Task item = Restate the whole of the data verbatim, omitting nothing.

Stored data entries:
-- Opening Marker --
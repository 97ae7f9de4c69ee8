//! pageproof – command-line proof-sheet generator.
//!
//! Usage:
//!   pageproof [--output book.pdf] [--pages 200] [--font path/to/font.ttf]
//!
//! Writes a multi-page test PDF where each page carries its page number
//! upright and rotated, plus a centered marker glyph.

use std::{env, error::Error as _, path::PathBuf, process};

use pageproof::{generate, GeneratorConfig};

fn main() {
    env_logger::init();

    let args: Vec<String> = env::args().collect();
    let mut config = GeneratorConfig::default();

    let mut iter = args.iter().skip(1);
    while let Some(arg) = iter.next() {
        match arg.as_str() {
            "--output" | "-o" => match iter.next() {
                Some(v) => config.output_path = PathBuf::from(v),
                None => {
                    eprintln!("--output requires a path");
                    process::exit(1);
                }
            },
            "--pages" | "-p" => match iter.next().map(|v| v.parse::<u32>()) {
                Some(Ok(n)) => config.page_count = n,
                Some(Err(_)) => {
                    eprintln!("--pages requires an integer");
                    process::exit(1);
                }
                None => {
                    eprintln!("--pages requires a value");
                    process::exit(1);
                }
            },
            "--font" | "-f" => match iter.next() {
                Some(v) => config.font_path = PathBuf::from(v),
                None => {
                    eprintln!("--font requires a path");
                    process::exit(1);
                }
            },
            "--help" | "-h" => {
                print_usage(&args[0]);
                process::exit(0);
            }
            other => {
                eprintln!("Unexpected argument: {other}");
                print_usage(&args[0]);
                process::exit(1);
            }
        }
    }

    match generate(&config) {
        Ok(summary) => {
            eprintln!(
                "Wrote '{}' ({} bytes, {} page{})",
                config.output_path.display(),
                summary.bytes_written,
                summary.pages,
                if summary.pages == 1 { "" } else { "s" }
            );
        }
        Err(e) => {
            eprintln!("Error: {e}");
            if let Some(source) = e.source() {
                eprintln!("  caused by: {source}");
            }
            process::exit(1);
        }
    }
}

fn print_usage(prog: &str) {
    eprintln!("pageproof – printing-pipeline proof-sheet generator");
    eprintln!();
    eprintln!("Usage:");
    eprintln!("  {prog} [--output book.pdf] [--pages 200] [--font path/to/font.ttf]");
    eprintln!();
    eprintln!("Flags:");
    eprintln!("  --output, -o   Destination PDF (default: book.pdf)");
    eprintln!("  --pages,  -p   Number of pages to generate (default: 200)");
    eprintln!("  --font,   -f   Font used for all text (default: fonts/LiberationSans-Regular.ttf)");
    eprintln!("  --help,   -h   Print this message");
}
//! Font asset loading and text measurement using `ttf-parser`.
//!
//! The generator loads exactly one font, up front, into a [`FontAsset`]. The
//! asset keeps the raw bytes alive (printpdf embeds them at save time) plus
//! the metrics needed to center strings: glyph advances scaled by
//! `units_per_em`. The face is parsed once at load time; advances and
//! coverage for the glyphs the generator draws (digits and the marker
//! candidates) are cached so per-page measurement never re-parses the font.

use std::collections::HashMap;
use std::fmt;
use std::fs;
use std::path::Path;

use crate::error::GenerationError;
use crate::plan::MARKER_GLYPHS;

/// Every character the generator can ask to draw: decimal digits plus the
/// marker candidates. Advances for these are cached at load time.
fn drawn_charset() -> impl Iterator<Item = char> {
    ('0'..='9').chain(MARKER_GLYPHS)
}

/// A loaded font: raw bytes plus cached scalar metrics.
///
/// Created once per run via [`FontAsset::load`] and shared read-only by all
/// drawing calls. An asset with empty `bytes` (see
/// [`FontAsset::with_heuristic_metrics`]) measures with an average-width
/// heuristic and claims full glyph coverage; it cannot be embedded in a
/// document and exists for measurement-only callers.
#[derive(Clone)]
pub struct FontAsset {
    /// Raw font bytes (kept alive for PDF embedding).
    bytes: Vec<u8>,
    units_per_em: f32,
    /// Advance in font units per cached char; `None` means the font has no
    /// glyph for it.
    advances: HashMap<char, Option<f32>>,
}

impl fmt::Debug for FontAsset {
    fn fmt(&self, f: &mut fmt::Formatter<'_>) -> fmt::Result {
        f.debug_struct("FontAsset")
            .field("byte_len", &self.bytes.len())
            .field("units_per_em", &self.units_per_em)
            .field("cached_glyphs", &self.advances.len())
            .finish()
    }
}

impl FontAsset {
    /// Read and parse a TTF/OTF file.
    ///
    /// Fails with [`GenerationError::FontLoad`] if the file is missing,
    /// unreadable, or not a parseable font.
    pub fn load(path: &Path) -> Result<Self, GenerationError> {
        let bytes = fs::read(path).map_err(|e| GenerationError::FontLoad {
            path: path.to_path_buf(),
            reason: e.to_string(),
        })?;
        Self::from_bytes(bytes).map_err(|reason| GenerationError::FontLoad {
            path: path.to_path_buf(),
            reason,
        })
    }

    /// Parse a font from bytes already in memory.
    pub fn from_bytes(bytes: Vec<u8>) -> Result<Self, String> {
        let face = ttf_parser::Face::parse(&bytes, 0)
            .map_err(|e| format!("failed to parse font: {e}"))?;
        let units_per_em = face.units_per_em() as f32;

        let advances = drawn_charset()
            .map(|ch| {
                let advance = face
                    .glyph_index(ch)
                    .map(|gid| face.glyph_hor_advance(gid).unwrap_or(0) as f32);
                (ch, advance)
            })
            .collect();

        Ok(Self {
            bytes,
            units_per_em,
            advances,
        })
    }

    /// Synthetic Helvetica-like metrics with no backing bytes. Measurement
    /// uses the average-width heuristic and [`covers`](Self::covers) reports
    /// every glyph as present.
    pub fn with_heuristic_metrics() -> Self {
        Self {
            bytes: Vec::new(),
            units_per_em: 1000.0,
            advances: HashMap::new(),
        }
    }

    /// Raw bytes for embedding in the PDF. `None` for heuristic assets.
    pub fn bytes(&self) -> Option<&[u8]> {
        if self.bytes.is_empty() {
            None
        } else {
            Some(&self.bytes)
        }
    }

    /// Whether the font has a glyph for `ch`.
    ///
    /// Cached chars answer from the load-time map; anything else falls back
    /// to a one-off parse of the face (the generator itself only ever asks
    /// about cached chars).
    pub fn covers(&self, ch: char) -> bool {
        if self.bytes.is_empty() {
            return true;
        }
        match self.advances.get(&ch) {
            Some(advance) => advance.is_some(),
            None => match ttf_parser::Face::parse(&self.bytes, 0) {
                Ok(face) => face.glyph_index(ch).is_some(),
                Err(_) => false,
            },
        }
    }

    /// First char of `candidates` the font covers.
    pub fn first_covered(&self, candidates: &[char]) -> Option<char> {
        candidates.iter().copied().find(|&c| self.covers(c))
    }

    /// Measure the advance width of `text` at `font_size` points.
    ///
    /// Sums cached horizontal glyph advances scaled to the em size.
    /// Characters without a glyph (or outside the cached charset) fall back
    /// to 0.5 × font_size, as does the whole measurement when no real font
    /// bytes are present.
    pub fn measure_width(&self, text: &str, font_size: f32) -> f32 {
        if self.bytes.is_empty() {
            return text.chars().count() as f32 * font_size * 0.5;
        }

        let scale = font_size / self.units_per_em;
        text.chars()
            .map(|ch| match self.advances.get(&ch) {
                Some(Some(advance)) => advance * scale,
                _ => font_size * 0.5,
            })
            .sum()
    }
}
-- Closing Marker --
Result =
repository 97ae7f9de4c69ee8
//! pageproof – command-line proof-sheet generator.
//!
//! Usage:
//!   pageproof [--output book.pdf] [--pages 200] [--font path/to/font.ttf]
//!
//! Writes a multi-page test PDF where each page carries its page number
//! upright and rotated, plus a centered marker glyph.

use std::{env, error::Error as _, path::PathBuf, process};

use pageproof::{generate, GeneratorConfig};

fn main() {
    env_logger::init();

    let args: Vec<String> = env::args().collect();
    let mut config = GeneratorConfig::default();

    let mut iter = args.iter().skip(1);
    while let Some(arg) = iter.next() {
        match arg.as_str() {
            "--output" | "-o" => match iter.next() {
                Some(v) => config.output_path = PathBuf::from(v),
                None => {
                    eprintln!("--output requires a path");
                    process::exit(1);
                }
            },
            "--pages" | "-p" => match iter.next().map(|v| v.parse::<u32>()) {
                Some(Ok(n)) => config.page_count = n,
                Some(Err(_)) => {
                    eprintln!("--pages requires an integer");
                    process::exit(1);
                }
                None => {
                    eprintln!("--pages requires a value");
                    process::exit(1);
                }
            },
            "--font" | "-f" => match iter.next() {
                Some(v) => config.font_path = PathBuf::from(v),
                None => {
                    eprintln!("--font requires a path");
                    process::exit(1);
                }
            },
            "--help" | "-h" => {
                print_usage(&args[0]);
                process::exit(0);
            }
            other => {
                eprintln!("Unexpected argument: {other}");
                print_usage(&args[0]);
                process::exit(1);
            }
        }
    }

    match generate(&config) {
        Ok(summary) => {
            eprintln!(
                "Wrote '{}' ({} bytes, {} page{})",
                config.output_path.display(),
                summary.bytes_written,
                summary.pages,
                if summary.pages == 1 { "" } else { "s" }
            );
        }
        Err(e) => {
            eprintln!("Error: {e}");
            if let Some(source) = e.source() {
                eprintln!("  caused by: {source}");
            }
            process::exit(1);
        }
    }
}

fn print_usage(prog: &str) {
    eprintln!("pageproof – printing-pipeline proof-sheet generator");
    eprintln!();
    eprintln!("Usage:");
    eprintln!("  {prog} [--output book.pdf] [--pages 200] [--font path/to/font.ttf]");
    eprintln!();
    eprintln!("Flags:");
    eprintln!("  --output, -o   Destination PDF (default: book.pdf)");
    eprintln!("  --pages,  -p   Number of pages to generate (default: 200)");
    eprintln!("  --font,   -f   Font used for all text (default: fonts/LiberationSans-Regular.ttf)");
    eprintln!("  --help,   -h   Print this message");
}
//! Font asset loading and text measurement using `ttf-parser`.
//!
//! The generator loads exactly one font, up front, into a [`FontAsset`]. The
//! asset keeps the raw bytes alive (printpdf embeds them at save time) plus
//! the metrics needed to center strings: glyph advances scaled by
//! `units_per_em`. The face is parsed once at load time; advances and
//! coverage for the glyphs the generator draws (digits and the marker
//! candidates) are cached so per-page measurement never re-parses the font.

use std::collections::HashMap;
use std::fmt;
use std::fs;
use std::path::Path;

use crate::error::GenerationError;
use crate::plan::MARKER_GLYPHS;

/// Every character the generator can ask to draw: decimal digits plus the
/// marker candidates. Advances for these are cached at load time.
fn drawn_charset() -> impl Iterator<Item = char> {
    ('0'..='9').chain(MARKER_GLYPHS)
}

/// A loaded font: raw bytes plus cached scalar metrics.
///
/// Created once per run via [`FontAsset::load`] and shared read-only by all
/// drawing calls. An asset with empty `bytes` (see
/// [`FontAsset::with_heuristic_metrics`]) measures with an average-width
/// heuristic and claims full glyph coverage; it cannot be embedded in a
/// document and exists for measurement-only callers.
#[derive(Clone)]
pub struct FontAsset {
    /// Raw font bytes (kept alive for PDF embedding).
    bytes: Vec<u8>,
    units_per_em: f32,
    /// Advance in font units per cached char; `None` means the font has no
    /// glyph for it.
    advances: HashMap<char, Option<f32>>,
}

impl fmt::Debug for FontAsset {
    fn fmt(&self, f: &mut fmt::Formatter<'_>) -> fmt::Result {
        f.debug_struct("FontAsset")
            .field("byte_len", &self.bytes.len())
            .field("units_per_em", &self.units_per_em)
            .field("cached_glyphs", &self.advances.len())
            .finish()
    }
}

impl FontAsset {
    /// Read and parse a TTF/OTF file.
    ///
    /// Fails with [`GenerationError::FontLoad`] if the file is missing,
    /// unreadable, or not a parseable font.
    pub fn load(path: &Path) -> Result<Self, GenerationError> {
        let bytes = fs::read(path).map_err(|e| GenerationError::FontLoad {
            path: path.to_path_buf(),
            reason: e.to_string(),
        })?;
        Self::from_bytes(bytes).map_err(|reason| GenerationError::FontLoad {
            path: path.to_path_buf(),
            reason,
        })
    }

    /// Parse a font from bytes already in memory.
    pub fn from_bytes(bytes: Vec<u8>) -> Result<Self, String> {
        let face = ttf_parser::Face::parse(&bytes, 0)
            .map_err(|e| format!("failed to parse font: {e}"))?;
        let units_per_em = face.units_per_em() as f32;

        let advances = drawn_charset()
            .map(|ch| {
                let advance = face
                    .glyph_index(ch)
                    .map(|gid| face.glyph_hor_advance(gid).unwrap_or(0) as f32);
                (ch, advance)
            })
            .collect();

        Ok(Self {
            bytes,
            units_per_em,
            advances,
        })
    }

    /// Synthetic Helvetica-like metrics with no backing bytes. Measurement
    /// uses the average-width heuristic and [`covers`](Self::covers) reports
    /// every glyph as present.
    pub fn with_heuristic_metrics() -> Self {
        Self {
            bytes: Vec::new(),
            units_per_em: 1000.0,
            advances: HashMap::new(),
        }
    }

    /// Raw bytes for embedding in the PDF. `None` for heuristic assets.
    pub fn bytes(&self) -> Option<&[u8]> {
        if self.bytes.is_empty() {
            None
        } else {
            Some(&self.bytes)
        }
    }

    /// Whether the font has a glyph for `ch`.
    ///
    /// Cached chars answer from the load-time map; anything else falls back
    /// to a one-off parse of the face (the generator itself only ever asks
    /// about cached chars).
    pub fn covers(&self, ch: char) -> bool {
        if self.bytes.is_empty() {
            return true;
        }
        match self.advances.get(&ch) {
            Some(advance) => advance.is_some(),
            None => match ttf_parser::Face::parse(&self.bytes, 0) {
                Ok(face) => face.glyph_index(ch).is_some(),
                Err(_) => false,
            },
        }
    }

    /// First char of `candidates` the font covers.
    pub fn first_covered(&self, candidates: &[char]) -> Option<char> {
        candidates.iter().copied().find(|&c| self.covers(c))
    }

    /// Measure the advance width of `text` at `font_size` points.
    ///
    /// Sums cached horizontal glyph advances scaled to the em size.
    /// Characters without a glyph (or outside the cached charset) fall back
    /// to 0.5 × font_size, as does the whole measurement when no real font
    /// bytes are present.
    pub fn measure_width(&self, text: &str, font_size: f32) -> f32 {
        if self.bytes.is_empty() {
            return text.chars().count() as f32 * font_size * 0.5;
        }

        let scale = font_size / self.units_per_em;
        text.chars()
            .map(|ch| match self.advances.get(&ch) {
                Some(Some(advance)) => advance * scale,
                _ => font_size * 0.5,
            })
            .sum()
    }
}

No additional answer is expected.